_Goal of the exercise_.
Could you copy every line from the material below in which "expected" appears?
─── Data to use
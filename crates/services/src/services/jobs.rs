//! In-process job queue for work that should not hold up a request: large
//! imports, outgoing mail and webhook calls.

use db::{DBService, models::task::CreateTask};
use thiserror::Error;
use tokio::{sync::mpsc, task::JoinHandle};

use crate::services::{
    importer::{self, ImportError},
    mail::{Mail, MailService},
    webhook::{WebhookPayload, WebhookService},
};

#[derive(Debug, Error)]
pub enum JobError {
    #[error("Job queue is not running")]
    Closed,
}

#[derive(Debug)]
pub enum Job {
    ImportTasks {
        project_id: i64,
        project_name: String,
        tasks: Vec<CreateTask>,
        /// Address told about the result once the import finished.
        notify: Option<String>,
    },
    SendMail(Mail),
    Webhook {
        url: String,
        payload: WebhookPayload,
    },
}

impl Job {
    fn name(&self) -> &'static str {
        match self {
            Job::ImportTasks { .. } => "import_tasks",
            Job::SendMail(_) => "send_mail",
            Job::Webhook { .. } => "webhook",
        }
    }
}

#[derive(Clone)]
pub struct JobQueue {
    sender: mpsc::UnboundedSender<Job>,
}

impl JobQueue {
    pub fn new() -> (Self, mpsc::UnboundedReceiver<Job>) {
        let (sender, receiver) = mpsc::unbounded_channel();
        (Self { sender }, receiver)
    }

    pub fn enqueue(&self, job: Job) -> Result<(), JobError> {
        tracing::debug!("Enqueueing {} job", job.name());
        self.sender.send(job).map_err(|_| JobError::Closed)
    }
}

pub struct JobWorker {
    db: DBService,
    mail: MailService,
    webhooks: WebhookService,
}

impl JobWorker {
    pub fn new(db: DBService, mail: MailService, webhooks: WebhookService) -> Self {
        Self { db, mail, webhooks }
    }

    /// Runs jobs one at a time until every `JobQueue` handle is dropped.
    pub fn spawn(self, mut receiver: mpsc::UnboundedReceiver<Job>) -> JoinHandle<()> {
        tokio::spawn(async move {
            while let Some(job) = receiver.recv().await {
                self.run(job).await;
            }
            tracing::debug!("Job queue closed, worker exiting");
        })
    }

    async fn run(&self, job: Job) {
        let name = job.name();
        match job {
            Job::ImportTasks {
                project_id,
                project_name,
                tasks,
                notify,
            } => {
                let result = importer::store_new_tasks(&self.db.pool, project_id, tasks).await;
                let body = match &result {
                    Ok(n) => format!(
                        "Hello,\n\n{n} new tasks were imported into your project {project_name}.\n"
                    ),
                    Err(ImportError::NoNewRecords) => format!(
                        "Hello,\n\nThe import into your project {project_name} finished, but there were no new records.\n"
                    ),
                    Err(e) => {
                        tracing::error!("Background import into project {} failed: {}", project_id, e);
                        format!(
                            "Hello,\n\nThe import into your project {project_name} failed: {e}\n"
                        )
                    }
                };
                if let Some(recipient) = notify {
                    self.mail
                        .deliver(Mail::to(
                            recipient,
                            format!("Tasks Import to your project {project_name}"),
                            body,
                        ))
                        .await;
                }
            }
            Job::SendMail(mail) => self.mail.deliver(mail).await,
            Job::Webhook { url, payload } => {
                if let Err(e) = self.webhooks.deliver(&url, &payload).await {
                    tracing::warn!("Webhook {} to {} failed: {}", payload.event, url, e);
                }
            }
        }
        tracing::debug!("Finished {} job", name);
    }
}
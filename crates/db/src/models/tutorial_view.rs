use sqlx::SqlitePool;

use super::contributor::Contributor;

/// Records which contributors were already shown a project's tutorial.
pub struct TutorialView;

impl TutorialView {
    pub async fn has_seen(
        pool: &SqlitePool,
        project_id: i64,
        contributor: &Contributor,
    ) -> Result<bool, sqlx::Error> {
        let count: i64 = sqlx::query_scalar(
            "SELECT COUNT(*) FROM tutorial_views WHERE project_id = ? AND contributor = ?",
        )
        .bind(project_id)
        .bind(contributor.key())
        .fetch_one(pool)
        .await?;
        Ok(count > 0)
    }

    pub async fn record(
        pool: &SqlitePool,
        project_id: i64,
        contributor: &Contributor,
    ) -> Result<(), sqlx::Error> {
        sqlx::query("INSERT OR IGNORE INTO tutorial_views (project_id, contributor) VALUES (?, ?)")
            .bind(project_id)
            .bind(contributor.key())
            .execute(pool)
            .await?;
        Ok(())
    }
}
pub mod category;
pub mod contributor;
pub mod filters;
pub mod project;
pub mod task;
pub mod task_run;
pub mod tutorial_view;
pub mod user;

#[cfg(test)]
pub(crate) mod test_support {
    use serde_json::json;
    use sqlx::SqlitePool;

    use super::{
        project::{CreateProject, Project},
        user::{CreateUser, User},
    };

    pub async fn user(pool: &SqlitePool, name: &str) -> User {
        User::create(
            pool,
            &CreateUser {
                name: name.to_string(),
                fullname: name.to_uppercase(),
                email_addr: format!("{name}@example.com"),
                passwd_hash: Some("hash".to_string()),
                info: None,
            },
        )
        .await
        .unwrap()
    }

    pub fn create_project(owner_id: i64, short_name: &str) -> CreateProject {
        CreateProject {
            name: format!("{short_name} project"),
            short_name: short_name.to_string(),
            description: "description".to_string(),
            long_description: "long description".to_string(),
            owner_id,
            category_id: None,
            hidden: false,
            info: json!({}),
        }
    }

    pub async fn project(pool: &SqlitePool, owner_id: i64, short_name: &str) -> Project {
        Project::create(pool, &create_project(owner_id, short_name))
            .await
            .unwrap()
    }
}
──────
─── Data to use
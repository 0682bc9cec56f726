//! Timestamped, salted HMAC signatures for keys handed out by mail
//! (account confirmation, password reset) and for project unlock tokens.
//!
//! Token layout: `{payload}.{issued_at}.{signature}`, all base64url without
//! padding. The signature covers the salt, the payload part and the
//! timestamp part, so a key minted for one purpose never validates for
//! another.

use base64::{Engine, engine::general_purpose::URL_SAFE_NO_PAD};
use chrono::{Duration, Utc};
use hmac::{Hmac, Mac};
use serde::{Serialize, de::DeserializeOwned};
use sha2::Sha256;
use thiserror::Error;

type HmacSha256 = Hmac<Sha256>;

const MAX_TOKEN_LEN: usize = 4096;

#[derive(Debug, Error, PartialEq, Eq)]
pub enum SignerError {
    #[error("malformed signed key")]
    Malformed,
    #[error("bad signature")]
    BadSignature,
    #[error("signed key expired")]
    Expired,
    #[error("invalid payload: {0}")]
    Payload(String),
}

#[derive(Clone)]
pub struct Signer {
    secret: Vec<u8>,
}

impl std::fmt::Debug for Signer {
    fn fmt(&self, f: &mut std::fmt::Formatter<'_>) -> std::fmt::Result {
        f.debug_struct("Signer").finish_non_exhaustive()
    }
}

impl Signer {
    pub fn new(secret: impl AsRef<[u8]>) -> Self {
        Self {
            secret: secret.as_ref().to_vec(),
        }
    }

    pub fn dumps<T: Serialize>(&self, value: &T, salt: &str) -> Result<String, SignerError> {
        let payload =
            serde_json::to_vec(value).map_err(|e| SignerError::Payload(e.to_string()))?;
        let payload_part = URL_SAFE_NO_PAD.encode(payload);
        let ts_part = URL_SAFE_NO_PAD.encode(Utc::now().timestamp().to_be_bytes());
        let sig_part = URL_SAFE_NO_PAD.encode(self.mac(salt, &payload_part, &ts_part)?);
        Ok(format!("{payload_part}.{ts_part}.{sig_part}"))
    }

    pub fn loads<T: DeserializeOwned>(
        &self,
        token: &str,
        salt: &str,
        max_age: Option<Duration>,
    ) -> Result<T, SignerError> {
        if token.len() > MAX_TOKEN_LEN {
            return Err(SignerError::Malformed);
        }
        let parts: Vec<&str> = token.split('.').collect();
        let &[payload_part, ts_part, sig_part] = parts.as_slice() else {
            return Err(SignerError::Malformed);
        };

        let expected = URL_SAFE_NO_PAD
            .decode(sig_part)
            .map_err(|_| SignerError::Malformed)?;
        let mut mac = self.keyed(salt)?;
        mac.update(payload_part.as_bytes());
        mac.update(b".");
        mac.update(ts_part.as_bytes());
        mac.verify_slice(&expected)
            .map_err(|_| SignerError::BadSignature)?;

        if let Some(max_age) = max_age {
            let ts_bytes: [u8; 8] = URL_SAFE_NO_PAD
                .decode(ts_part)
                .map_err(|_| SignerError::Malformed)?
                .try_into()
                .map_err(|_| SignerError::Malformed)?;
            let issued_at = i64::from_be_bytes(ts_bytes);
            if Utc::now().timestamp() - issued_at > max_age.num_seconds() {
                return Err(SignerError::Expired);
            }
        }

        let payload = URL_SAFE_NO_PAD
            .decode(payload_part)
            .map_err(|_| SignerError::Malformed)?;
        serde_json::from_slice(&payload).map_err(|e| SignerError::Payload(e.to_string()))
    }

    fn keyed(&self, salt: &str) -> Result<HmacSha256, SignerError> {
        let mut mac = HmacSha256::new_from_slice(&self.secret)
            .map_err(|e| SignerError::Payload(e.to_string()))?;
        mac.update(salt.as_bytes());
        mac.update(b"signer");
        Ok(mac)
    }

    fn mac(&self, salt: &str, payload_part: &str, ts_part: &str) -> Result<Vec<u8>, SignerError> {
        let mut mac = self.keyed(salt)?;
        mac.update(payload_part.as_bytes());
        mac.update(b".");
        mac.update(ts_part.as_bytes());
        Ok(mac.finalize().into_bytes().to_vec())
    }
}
──────
─── Data to use
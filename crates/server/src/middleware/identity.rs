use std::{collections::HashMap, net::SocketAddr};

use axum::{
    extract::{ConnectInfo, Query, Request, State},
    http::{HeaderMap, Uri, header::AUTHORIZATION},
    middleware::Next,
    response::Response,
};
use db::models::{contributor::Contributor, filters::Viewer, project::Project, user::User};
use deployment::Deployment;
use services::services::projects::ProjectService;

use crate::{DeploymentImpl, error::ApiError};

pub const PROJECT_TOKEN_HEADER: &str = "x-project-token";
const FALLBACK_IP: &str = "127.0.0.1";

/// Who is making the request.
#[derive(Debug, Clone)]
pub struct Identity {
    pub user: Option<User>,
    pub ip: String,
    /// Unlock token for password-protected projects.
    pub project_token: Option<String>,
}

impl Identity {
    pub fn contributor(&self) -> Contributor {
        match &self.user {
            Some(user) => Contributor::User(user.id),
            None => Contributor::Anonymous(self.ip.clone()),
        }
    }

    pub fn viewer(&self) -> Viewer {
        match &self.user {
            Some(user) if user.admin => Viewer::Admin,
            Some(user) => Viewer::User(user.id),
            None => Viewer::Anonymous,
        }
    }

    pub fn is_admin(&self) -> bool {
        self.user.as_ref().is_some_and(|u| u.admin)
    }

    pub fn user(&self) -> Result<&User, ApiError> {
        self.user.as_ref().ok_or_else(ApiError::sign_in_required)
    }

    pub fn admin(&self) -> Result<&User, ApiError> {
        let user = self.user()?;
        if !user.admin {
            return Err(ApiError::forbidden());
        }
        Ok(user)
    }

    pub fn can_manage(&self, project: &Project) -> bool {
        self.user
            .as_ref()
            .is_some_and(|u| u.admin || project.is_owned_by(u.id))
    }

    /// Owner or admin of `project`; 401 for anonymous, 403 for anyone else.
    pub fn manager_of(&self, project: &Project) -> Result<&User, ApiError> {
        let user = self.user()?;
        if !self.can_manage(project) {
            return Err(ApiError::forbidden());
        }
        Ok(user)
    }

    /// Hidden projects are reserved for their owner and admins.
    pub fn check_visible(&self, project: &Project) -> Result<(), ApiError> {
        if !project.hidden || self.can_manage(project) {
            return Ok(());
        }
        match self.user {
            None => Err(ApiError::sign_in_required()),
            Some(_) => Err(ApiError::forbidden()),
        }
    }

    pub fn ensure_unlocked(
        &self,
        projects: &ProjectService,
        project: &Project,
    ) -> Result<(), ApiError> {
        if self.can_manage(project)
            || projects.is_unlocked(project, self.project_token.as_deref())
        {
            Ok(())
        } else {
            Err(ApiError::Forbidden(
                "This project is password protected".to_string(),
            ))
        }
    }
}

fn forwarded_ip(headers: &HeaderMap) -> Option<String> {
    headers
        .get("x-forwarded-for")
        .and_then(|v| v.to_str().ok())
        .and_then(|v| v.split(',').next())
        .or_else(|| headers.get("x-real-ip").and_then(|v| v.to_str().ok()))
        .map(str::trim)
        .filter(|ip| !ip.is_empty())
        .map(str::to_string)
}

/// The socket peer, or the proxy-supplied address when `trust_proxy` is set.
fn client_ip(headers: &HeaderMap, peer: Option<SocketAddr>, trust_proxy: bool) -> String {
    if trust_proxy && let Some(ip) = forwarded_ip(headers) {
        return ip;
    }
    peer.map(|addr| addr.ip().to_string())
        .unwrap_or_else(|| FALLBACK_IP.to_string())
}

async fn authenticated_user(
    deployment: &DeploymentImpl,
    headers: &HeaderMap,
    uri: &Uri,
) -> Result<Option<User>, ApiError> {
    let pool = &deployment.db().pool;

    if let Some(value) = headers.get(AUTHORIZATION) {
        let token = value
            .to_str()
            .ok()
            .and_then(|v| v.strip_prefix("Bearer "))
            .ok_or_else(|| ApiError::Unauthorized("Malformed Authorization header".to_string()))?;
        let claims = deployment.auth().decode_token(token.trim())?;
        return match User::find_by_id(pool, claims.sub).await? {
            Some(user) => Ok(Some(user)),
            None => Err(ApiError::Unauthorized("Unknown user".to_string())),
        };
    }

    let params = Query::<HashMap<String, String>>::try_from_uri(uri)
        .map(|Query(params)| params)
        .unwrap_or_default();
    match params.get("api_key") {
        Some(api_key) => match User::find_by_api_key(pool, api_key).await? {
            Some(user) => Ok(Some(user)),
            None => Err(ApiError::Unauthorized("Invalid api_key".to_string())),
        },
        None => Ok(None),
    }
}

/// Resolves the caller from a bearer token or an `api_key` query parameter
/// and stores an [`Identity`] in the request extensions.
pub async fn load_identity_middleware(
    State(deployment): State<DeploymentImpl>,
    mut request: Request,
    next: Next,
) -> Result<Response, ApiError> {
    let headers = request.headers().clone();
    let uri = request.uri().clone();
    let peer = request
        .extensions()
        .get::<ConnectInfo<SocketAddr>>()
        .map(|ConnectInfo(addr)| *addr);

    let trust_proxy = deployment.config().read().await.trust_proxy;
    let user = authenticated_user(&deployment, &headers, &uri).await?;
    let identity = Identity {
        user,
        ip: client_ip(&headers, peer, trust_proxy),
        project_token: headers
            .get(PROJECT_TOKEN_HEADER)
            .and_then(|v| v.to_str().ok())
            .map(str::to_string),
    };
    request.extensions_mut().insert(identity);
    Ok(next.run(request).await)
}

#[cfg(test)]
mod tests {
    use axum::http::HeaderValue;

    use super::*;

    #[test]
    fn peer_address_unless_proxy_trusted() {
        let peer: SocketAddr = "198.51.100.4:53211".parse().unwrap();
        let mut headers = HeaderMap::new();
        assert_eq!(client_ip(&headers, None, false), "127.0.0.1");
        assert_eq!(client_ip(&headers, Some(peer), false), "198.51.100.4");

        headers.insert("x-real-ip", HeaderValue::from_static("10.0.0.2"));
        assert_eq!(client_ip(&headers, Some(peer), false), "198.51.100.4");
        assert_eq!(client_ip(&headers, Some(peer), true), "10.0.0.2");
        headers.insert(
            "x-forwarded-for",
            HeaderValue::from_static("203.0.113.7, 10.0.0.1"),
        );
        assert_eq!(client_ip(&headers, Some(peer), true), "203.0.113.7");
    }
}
──────
_Solution for this task_.
        let expected = URL_SAFE_NO_PAD
        mac.verify_slice(&expected)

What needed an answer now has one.